→ **Problem statement**:
In the entries below, find the line containing "for _ in 0..5", then copy it and every later line exactly, ending with the last line.

→ **Supplied records**:
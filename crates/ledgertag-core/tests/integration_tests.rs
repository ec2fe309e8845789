//! Integration tests for ledgertag-core
//!
//! These tests exercise the full source → load → recommend workflow against
//! CSV corpora written to temporary directories.

use std::fs;
use std::path::{Path, PathBuf};
use std::time::{Duration, SystemTime};

use ledgertag_core::{
    RecommenderConfig, StrategyKind, Suggestion, TagRecommender, Transaction,
};
use tempfile::TempDir;

/// Two clearly separated tags in the layout of a bank export
fn coffee_rent_csv() -> &'static str {
    r#"Datum;Naam / Omschrijving;Mededelingen;Bedrag (EUR);Tag
2024-01-02;Koffiebar;coffee beans office;12,40;Coffee
2024-01-09;Koffiebar;office coffee beans refill;8,10;Coffee
2024-02-01;Verhuur BV;monthly rent payment;850,00;Rent
2024-03-01;Verhuur BV;monthly rent payment march;850,00;Rent"#
}

fn write_file(dir: &Path, name: &str, content: &str) -> PathBuf {
    let path = dir.join(name);
    fs::write(&path, content).expect("Failed to write corpus");
    path
}

fn set_mtime(path: &Path, time: SystemTime) {
    fs::File::options()
        .write(true)
        .open(path)
        .and_then(|f| f.set_modified(time))
        .expect("Failed to set mtime");
}

fn heuristic_engine(path: &Path) -> TagRecommender {
    heuristic_engine_with(RecommenderConfig::for_source(path))
}

fn heuristic_engine_with(mut config: RecommenderConfig) -> TagRecommender {
    config.classifier.enabled = false;
    TagRecommender::new(config)
}

fn tags(suggestions: &[Suggestion]) -> Vec<&str> {
    suggestions.iter().map(|s| s.tag.as_str()).collect()
}

// =============================================================================
// Recommendation Scenarios
// =============================================================================

#[test]
fn test_heuristic_ranks_matching_tag_first() {
    let dir = TempDir::new().unwrap();
    let path = write_file(dir.path(), "training.csv", coffee_rent_csv());
    let mut engine = heuristic_engine(&path);

    let tx = Transaction::new().with("mededelingen", "office coffee supplies");
    let suggestions = engine.recommend(&tx, 3);

    assert_eq!(tags(&suggestions), vec!["Coffee"]);
    assert!(suggestions[0].score > 0.0);
}

#[test]
fn test_classifier_ranks_matching_tag_first() {
    let dir = TempDir::new().unwrap();
    let path = write_file(dir.path(), "training.csv", coffee_rent_csv());
    let mut engine = TagRecommender::new(RecommenderConfig::for_source(&path));

    let tx = Transaction::new().with("mededelingen", "office coffee supplies");
    let suggestions = engine.recommend(&tx, 3);

    assert_eq!(engine.stats().strategy, Some(StrategyKind::Classifier));
    assert_eq!(suggestions[0].tag, "Coffee");
    assert!(suggestions[0].score > 0.5);
    assert!(suggestions.iter().all(|s| s.score <= 1.0));
    if let Some(rent) = suggestions.iter().find(|s| s.tag == "Rent") {
        assert!(rent.score < suggestions[0].score);
    }
}

#[test]
fn test_empty_transaction_returns_nothing() {
    let dir = TempDir::new().unwrap();
    let path = write_file(dir.path(), "training.csv", coffee_rent_csv());
    let mut engine = TagRecommender::new(RecommenderConfig::for_source(&path));

    assert!(engine.recommend(&Transaction::new(), 3).is_empty());

    let blank = Transaction::new()
        .with("mededelingen", "   ")
        .with("unrecognized", "coffee");
    assert!(engine.recommend(&blank, 3).is_empty());
}

#[test]
fn test_out_of_vocabulary_query_returns_nothing() {
    let dir = TempDir::new().unwrap();
    let path = write_file(dir.path(), "training.csv", coffee_rent_csv());

    let tx = Transaction::new().with("mededelingen", "zzqxw yybbq");

    let mut classifier = TagRecommender::new(RecommenderConfig::for_source(&path));
    assert!(classifier.recommend(&tx, 3).is_empty());
    assert!(classifier.is_loaded());

    let mut heuristic = heuristic_engine(&path);
    assert!(heuristic.recommend(&tx, 3).is_empty());
}

#[test]
fn test_single_tag_corpus_uses_heuristic() {
    let dir = TempDir::new().unwrap();
    let path = write_file(
        dir.path(),
        "training.csv",
        "Tag,Omschrijving\nGeneral,office supplies\nGeneral,printer paper\n",
    );
    let mut engine = TagRecommender::new(RecommenderConfig::for_source(&path));

    let tx = Transaction::new().with("omschrijving", "paper for the office");
    let suggestions = engine.recommend(&tx, 3);

    assert_eq!(tags(&suggestions), vec!["General"]);
    assert!(suggestions[0].score > 0.0);
    let stats = engine.stats();
    assert_eq!(stats.strategy, Some(StrategyKind::Heuristic));
    assert_eq!(stats.classifier_classes, 0);
}

#[test]
fn test_newer_supplementary_source_triggers_reload() {
    let dir = TempDir::new().unwrap();
    let primary = write_file(dir.path(), "training.csv", coffee_rent_csv());
    let supplementary = dir.path().join("tagged.csv");
    let config = RecommenderConfig::for_source(&primary).with_supplementary(&supplementary);
    let mut engine = TagRecommender::new(config);

    // Supplementary source does not exist yet
    let tx = Transaction::new().with("mededelingen", "lunch sandwich");
    assert!(engine.recommend(&tx, 3).is_empty());
    assert_eq!(engine.stats().total_docs, 4);
    let watermark = engine.watermark().unwrap();

    write_file(
        dir.path(),
        "tagged.csv",
        "Tag,Mededelingen\nLunch,lunch sandwich\nLunch,sandwich shop\n",
    );
    set_mtime(&supplementary, watermark + Duration::from_secs(60));

    let suggestions = engine.recommend(&tx, 3);
    assert_eq!(suggestions[0].tag, "Lunch");

    let stats = engine.stats();
    assert_eq!(stats.total_docs, 6);
    assert_eq!(stats.classifier_classes, 3);
    assert!(engine.watermark().unwrap() > watermark);
}

#[test]
fn test_removed_supplementary_source_triggers_reload() {
    let dir = TempDir::new().unwrap();
    let primary = write_file(dir.path(), "training.csv", coffee_rent_csv());
    let supplementary = write_file(
        dir.path(),
        "tagged.csv",
        "Tag,Mededelingen\nLunch,lunch sandwich\nLunch,sandwich shop\n",
    );
    set_mtime(&supplementary, SystemTime::now() - Duration::from_secs(3600));
    let config = RecommenderConfig::for_source(&primary).with_supplementary(&supplementary);
    let mut engine = heuristic_engine_with(config);

    let tx = Transaction::new().with("mededelingen", "lunch sandwich");
    assert_eq!(tags(&engine.recommend(&tx, 3)), vec!["Lunch"]);
    assert_eq!(engine.stats().total_docs, 6);

    // The primary is newer, so removing the supplementary does not move the watermark
    fs::remove_file(&supplementary).unwrap();
    assert!(engine.recommend(&tx, 3).is_empty());
    assert_eq!(engine.stats().total_docs, 4);
}

#[test]
fn test_classifier_miss_falls_back_to_heuristic() {
    let dir = TempDir::new().unwrap();
    let path = write_file(
        dir.path(),
        "training.csv",
        "Tag,Mededelingen\nContributie,contributie jeugdleden\nHuur,huur maart\n",
    );
    let mut engine = TagRecommender::new(RecommenderConfig::for_source(&path));

    // "jeugd" is not a classifier feature, but the synonym table links it to the heuristic profile
    let tx = Transaction::new().with("mededelingen", "jeugd");
    let suggestions = engine.recommend(&tx, 3);

    assert_eq!(engine.stats().strategy, Some(StrategyKind::Classifier));
    assert_eq!(tags(&suggestions), vec!["Contributie"]);
    assert!(suggestions[0].score > 0.0);
}

#[test]
fn test_invalid_utf8_row_does_not_drop_source() {
    let dir = TempDir::new().unwrap();
    let path = dir.path().join("training.csv");
    fs::write(
        &path,
        b"Tag,Memo\nKoffie,koffie kantoor\nHuur,huur maart\nCafe,caf\xE9 bezoek\n",
    )
    .unwrap();
    let mut engine = heuristic_engine(&path);

    assert!(engine.refresh());
    assert_eq!(engine.stats().total_docs, 3);

    let tx = Transaction::new().with("memo", "huur april");
    assert_eq!(tags(&engine.recommend(&tx, 3)), vec!["Huur"]);
}

#[test]
fn test_amount_token_matches_rounded_amount() {
    let dir = TempDir::new().unwrap();
    let path = write_file(
        dir.path(),
        "training.csv",
        r#"Mededelingen,Bedrag,Tag
contributie januari,"25,50",Contributie
contributie februari,"25,50",Contributie
koffiebonen,"4,20",Koffie
koffie kantoor,"3,90",Koffie"#,
    );

    let tx = Transaction::new()
        .with("mededelingen", "onbekende afschrijving")
        .with("bedrag", 25.50);

    let mut heuristic = heuristic_engine(&path);
    assert_eq!(tags(&heuristic.recommend(&tx, 3)), vec!["Contributie"]);

    let mut classifier = TagRecommender::new(RecommenderConfig::for_source(&path));
    assert_eq!(classifier.recommend(&tx, 3)[0].tag, "Contributie");
}

// =============================================================================
// Loading and Staleness
// =============================================================================

#[test]
fn test_refresh_is_noop_when_sources_unchanged() {
    let dir = TempDir::new().unwrap();
    let path = write_file(dir.path(), "training.csv", coffee_rent_csv());
    let mut engine = heuristic_engine(&path);

    assert!(engine.refresh());
    let before = engine.stats();

    let mtime = fs::metadata(&path).unwrap().modified().unwrap();
    fs::write(&path, "Tag,Memo\nOther,other words\n").unwrap();
    set_mtime(&path, mtime);

    assert!(engine.refresh());
    assert_eq!(engine.stats(), before);

    // Explicit reload ignores the watermark
    assert!(engine.reload());
    assert_eq!(engine.stats().total_docs, 1);
}

#[test]
fn test_directory_source_unions_sheets() {
    let dir = TempDir::new().unwrap();
    let sheets = dir.path().join("training");
    fs::create_dir(&sheets).unwrap();
    write_file(&sheets, "bank.csv", coffee_rent_csv());
    write_file(&sheets, "savings.tsv", "Tag\tMemo\nSparen\trente spaarrekening\n");
    write_file(&sheets, "notes.txt", "Tag,Memo\nIgnored,not a sheet\n");
    write_file(&sheets, "untagged.csv", "Datum,Memo\n2024-01-01,no tag column\n");

    let mut engine = heuristic_engine(&sheets);
    assert!(engine.refresh());

    let stats = engine.stats();
    assert_eq!(stats.total_docs, 5);
    let known: Vec<_> = stats.tags.iter().map(|t| t.tag.as_str()).collect();
    assert_eq!(known, vec!["Coffee", "Rent", "Sparen"]);

    let tx = Transaction::new().with("memo", "rente");
    assert_eq!(tags(&engine.recommend(&tx, 3)), vec!["Sparen"]);
}

#[test]
fn test_missing_primary_source_fails_softly() {
    let dir = TempDir::new().unwrap();
    let mut engine = TagRecommender::new(RecommenderConfig::for_source(dir.path().join("nope")));

    assert!(!engine.refresh());
    assert!(!engine.reload());
    let tx = Transaction::new().with("mededelingen", "coffee");
    assert!(engine.recommend(&tx, 3).is_empty());
    assert!(!engine.stats().loaded);
}

// =============================================================================
// Allow-list, Ranking and Fallback
// =============================================================================

#[test]
fn test_allow_list_restricts_output() {
    let dir = TempDir::new().unwrap();
    let path = write_file(dir.path(), "training.csv", coffee_rent_csv());
    let tx = Transaction::new().with("mededelingen", "office coffee rent payment");

    for enabled in [true, false] {
        let mut config = RecommenderConfig::for_source(&path).with_allowed_tags(["Rent"]);
        config.classifier.enabled = enabled;
        let mut engine = TagRecommender::new(config);

        let suggestions = engine.recommend(&tx, 3);
        assert_eq!(tags(&suggestions), vec!["Rent"]);
        assert!(engine.stats().tags.iter().all(|t| t.tag == "Rent"));
    }
}

#[test]
fn test_top_k_truncates_and_ranking_is_stable() {
    let dir = TempDir::new().unwrap();
    let path = write_file(
        dir.path(),
        "training.csv",
        "Tag,Memo\nA,shared alpha\nB,shared beta\nC,shared gamma\nD,shared delta\n",
    );
    let mut engine = heuristic_engine(&path);
    let tx = Transaction::new().with("memo", "shared");

    let first = engine.recommend(&tx, 2);
    assert_eq!(tags(&first), vec!["A", "B"]);
    for _ in 0..5 {
        assert_eq!(engine.recommend(&tx, 2), first);
    }
}

#[test]
fn test_scores_are_rounded() {
    let dir = TempDir::new().unwrap();
    let path = write_file(dir.path(), "training.csv", coffee_rent_csv());
    let mut engine = TagRecommender::new(RecommenderConfig::for_source(&path));

    let tx = Transaction::new().with("mededelingen", "coffee");
    for suggestion in engine.recommend(&tx, 3) {
        let scaled = suggestion.score * 10_000.0;
        assert!((scaled - scaled.round()).abs() < 1e-6);
    }
}

#[test]
fn test_counterparty_fallback() {
    let dir = TempDir::new().unwrap();
    let path = write_file(
        dir.path(),
        "training.csv",
        "Tag,Tegenrekening,Mededelingen\nHuur,NL01BANK0123,januari\nHuur,NL01BANK0123,februari\nKoffie,NL02BANK0456,bonen\n",
    );
    let mut engine = heuristic_engine(&path);

    let tx = Transaction::new()
        .with("mededelingen", "maart")
        .with("tegenrekening", "nl99bank0000");
    assert!(engine.recommend(&tx, 3).is_empty());

    assert_eq!(
        engine.suggest_by_counterparty(" nl01bank0123 "),
        Some(Suggestion::new("Huur", 1.0))
    );
}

→ **Response to this exercise**:
    for _ in 0..5 {
        assert_eq!(engine.recommend(&tx, 2), first);
    }
}

#[test]
fn test_scores_are_rounded() {
    let dir = TempDir::new().unwrap();
    let path = write_file(dir.path(), "training.csv", coffee_rent_csv());
    let mut engine = TagRecommender::new(RecommenderConfig::for_source(&path));

    let tx = Transaction::new().with("mededelingen", "coffee");
    for suggestion in engine.recommend(&tx, 3) {
        let scaled = suggestion.score * 10_000.0;
        assert!((scaled - scaled.round()).abs() < 1e-6);
    }
}

#[test]
fn test_counterparty_fallback() {
    let dir = TempDir::new().unwrap();
    let path = write_file(
        dir.path(),
        "training.csv",
        "Tag,Tegenrekening,Mededelingen\nHuur,NL01BANK0123,januari\nHuur,NL01BANK0123,februari\nKoffie,NL02BANK0456,bonen\n",
    );
    let mut engine = heuristic_engine(&path);

    let tx = Transaction::new()
        .with("mededelingen", "maart")
        .with("tegenrekening", "nl99bank0000");
    assert!(engine.recommend(&tx, 3).is_empty());

    assert_eq!(
        engine.suggest_by_counterparty(" nl01bank0123 "),
        Some(Suggestion::new("Huur", 1.0))
    );
}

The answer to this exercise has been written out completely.